● **What this task involves**
Find and copy each line of the records where the string "DriverResult" shows up.

━━ Records for processing ━━

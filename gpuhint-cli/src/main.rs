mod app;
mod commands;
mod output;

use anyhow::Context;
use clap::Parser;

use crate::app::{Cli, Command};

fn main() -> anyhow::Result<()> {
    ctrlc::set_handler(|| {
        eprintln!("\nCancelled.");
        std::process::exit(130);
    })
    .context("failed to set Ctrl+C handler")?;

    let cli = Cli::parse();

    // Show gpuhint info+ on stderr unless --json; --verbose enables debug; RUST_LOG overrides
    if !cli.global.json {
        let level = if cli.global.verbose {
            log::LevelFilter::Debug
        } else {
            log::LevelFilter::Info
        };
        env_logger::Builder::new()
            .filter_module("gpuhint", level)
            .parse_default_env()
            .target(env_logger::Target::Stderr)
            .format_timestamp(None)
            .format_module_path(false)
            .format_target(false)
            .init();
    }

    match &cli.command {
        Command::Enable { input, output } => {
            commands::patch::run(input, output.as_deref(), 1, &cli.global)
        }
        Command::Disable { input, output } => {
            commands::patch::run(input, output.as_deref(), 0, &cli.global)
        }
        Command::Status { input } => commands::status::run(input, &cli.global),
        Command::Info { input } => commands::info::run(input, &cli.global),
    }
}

━━━
━━ Records for processing ━━

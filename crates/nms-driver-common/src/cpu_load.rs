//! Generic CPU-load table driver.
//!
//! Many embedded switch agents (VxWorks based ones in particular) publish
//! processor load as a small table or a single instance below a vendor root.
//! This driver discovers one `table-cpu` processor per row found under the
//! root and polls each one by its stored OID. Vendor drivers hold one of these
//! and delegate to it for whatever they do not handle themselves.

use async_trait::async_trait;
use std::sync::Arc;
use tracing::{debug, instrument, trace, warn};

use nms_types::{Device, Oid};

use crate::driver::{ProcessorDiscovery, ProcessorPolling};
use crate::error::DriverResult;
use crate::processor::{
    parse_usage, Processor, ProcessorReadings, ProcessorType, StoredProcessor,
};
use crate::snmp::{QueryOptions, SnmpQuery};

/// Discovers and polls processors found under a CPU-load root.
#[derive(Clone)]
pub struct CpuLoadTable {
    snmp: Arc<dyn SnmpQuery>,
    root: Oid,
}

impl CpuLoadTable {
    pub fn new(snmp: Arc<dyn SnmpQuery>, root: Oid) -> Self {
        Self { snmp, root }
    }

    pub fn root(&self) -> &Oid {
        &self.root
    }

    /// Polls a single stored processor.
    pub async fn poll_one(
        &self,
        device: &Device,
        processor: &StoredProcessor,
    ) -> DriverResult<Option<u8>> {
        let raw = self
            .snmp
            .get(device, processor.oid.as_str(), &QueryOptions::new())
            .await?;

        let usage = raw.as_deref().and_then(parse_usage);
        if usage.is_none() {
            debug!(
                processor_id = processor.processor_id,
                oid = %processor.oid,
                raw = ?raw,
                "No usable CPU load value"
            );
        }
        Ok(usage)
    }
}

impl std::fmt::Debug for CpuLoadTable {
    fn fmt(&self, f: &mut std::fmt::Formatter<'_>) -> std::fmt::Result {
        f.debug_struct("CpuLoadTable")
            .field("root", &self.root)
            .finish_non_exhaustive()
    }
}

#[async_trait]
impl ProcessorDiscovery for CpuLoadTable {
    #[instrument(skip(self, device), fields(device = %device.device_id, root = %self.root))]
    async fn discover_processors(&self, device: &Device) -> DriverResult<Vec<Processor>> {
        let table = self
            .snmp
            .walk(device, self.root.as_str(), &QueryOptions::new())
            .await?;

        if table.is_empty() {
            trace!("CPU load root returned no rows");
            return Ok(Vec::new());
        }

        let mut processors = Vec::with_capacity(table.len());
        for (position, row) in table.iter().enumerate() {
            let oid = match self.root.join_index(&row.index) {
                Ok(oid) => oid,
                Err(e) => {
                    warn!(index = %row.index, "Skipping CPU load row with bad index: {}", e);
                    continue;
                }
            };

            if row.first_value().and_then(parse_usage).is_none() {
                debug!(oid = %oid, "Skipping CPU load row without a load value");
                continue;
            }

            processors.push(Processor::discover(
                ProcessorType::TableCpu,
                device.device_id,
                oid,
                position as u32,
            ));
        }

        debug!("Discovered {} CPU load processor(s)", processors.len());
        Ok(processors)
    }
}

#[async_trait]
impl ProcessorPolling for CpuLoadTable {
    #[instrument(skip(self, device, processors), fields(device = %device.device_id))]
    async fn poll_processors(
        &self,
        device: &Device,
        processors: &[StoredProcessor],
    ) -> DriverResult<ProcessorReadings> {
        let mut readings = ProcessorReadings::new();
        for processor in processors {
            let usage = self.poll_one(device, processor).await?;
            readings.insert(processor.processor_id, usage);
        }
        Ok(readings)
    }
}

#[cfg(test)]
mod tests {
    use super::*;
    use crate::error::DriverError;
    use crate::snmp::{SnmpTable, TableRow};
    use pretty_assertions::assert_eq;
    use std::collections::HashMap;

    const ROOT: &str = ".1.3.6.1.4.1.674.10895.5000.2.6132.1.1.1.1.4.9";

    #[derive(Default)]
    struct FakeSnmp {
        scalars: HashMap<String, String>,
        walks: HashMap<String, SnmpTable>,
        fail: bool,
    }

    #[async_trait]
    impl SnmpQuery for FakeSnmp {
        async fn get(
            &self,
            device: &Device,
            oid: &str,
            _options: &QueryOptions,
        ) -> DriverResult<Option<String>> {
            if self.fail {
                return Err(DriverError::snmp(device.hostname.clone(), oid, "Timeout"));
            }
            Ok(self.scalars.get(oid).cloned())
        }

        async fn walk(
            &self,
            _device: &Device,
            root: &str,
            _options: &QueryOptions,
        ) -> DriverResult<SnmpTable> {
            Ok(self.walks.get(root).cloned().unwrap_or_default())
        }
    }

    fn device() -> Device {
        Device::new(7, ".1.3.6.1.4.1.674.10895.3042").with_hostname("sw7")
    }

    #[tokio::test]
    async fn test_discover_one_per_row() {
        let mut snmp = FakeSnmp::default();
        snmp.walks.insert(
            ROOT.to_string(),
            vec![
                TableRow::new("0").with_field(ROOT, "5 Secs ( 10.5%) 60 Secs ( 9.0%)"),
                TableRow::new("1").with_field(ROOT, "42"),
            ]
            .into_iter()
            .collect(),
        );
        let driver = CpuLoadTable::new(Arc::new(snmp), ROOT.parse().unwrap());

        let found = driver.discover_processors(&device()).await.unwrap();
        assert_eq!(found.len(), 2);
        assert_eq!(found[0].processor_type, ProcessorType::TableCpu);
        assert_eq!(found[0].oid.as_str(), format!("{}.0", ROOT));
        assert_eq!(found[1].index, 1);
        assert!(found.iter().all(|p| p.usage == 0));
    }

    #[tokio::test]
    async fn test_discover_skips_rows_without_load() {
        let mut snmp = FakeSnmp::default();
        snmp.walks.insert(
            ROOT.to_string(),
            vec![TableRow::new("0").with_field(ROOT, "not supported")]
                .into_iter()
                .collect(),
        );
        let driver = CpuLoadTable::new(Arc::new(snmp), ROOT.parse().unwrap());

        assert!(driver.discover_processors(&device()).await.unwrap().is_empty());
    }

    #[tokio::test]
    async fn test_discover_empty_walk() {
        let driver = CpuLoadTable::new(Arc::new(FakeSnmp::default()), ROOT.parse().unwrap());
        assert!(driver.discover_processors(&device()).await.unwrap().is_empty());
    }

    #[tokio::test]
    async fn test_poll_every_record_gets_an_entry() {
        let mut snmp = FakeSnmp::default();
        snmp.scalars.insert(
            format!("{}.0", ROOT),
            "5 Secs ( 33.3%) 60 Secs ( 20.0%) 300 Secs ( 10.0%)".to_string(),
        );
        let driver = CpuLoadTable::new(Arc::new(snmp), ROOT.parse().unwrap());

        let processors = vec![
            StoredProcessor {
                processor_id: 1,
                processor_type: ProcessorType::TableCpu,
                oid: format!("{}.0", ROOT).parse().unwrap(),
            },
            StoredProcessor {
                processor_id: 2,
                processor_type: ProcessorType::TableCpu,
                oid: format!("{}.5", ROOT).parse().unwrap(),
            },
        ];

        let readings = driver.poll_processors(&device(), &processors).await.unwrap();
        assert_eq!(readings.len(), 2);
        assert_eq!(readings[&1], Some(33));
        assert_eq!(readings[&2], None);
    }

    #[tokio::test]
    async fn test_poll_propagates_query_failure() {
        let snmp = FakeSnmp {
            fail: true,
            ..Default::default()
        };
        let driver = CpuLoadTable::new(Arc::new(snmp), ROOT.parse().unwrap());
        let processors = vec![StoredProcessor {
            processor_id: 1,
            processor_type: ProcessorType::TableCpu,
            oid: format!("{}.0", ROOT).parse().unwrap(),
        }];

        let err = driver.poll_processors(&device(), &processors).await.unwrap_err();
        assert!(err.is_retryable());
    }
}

━━━

● **Output for this task**
use crate::error::DriverResult;
    ) -> DriverResult<Option<u8>> {
    async fn discover_processors(&self, device: &Device) -> DriverResult<Vec<Processor>> {
    ) -> DriverResult<ProcessorReadings> {
        ) -> DriverResult<Option<String>> {
        ) -> DriverResult<SnmpTable> {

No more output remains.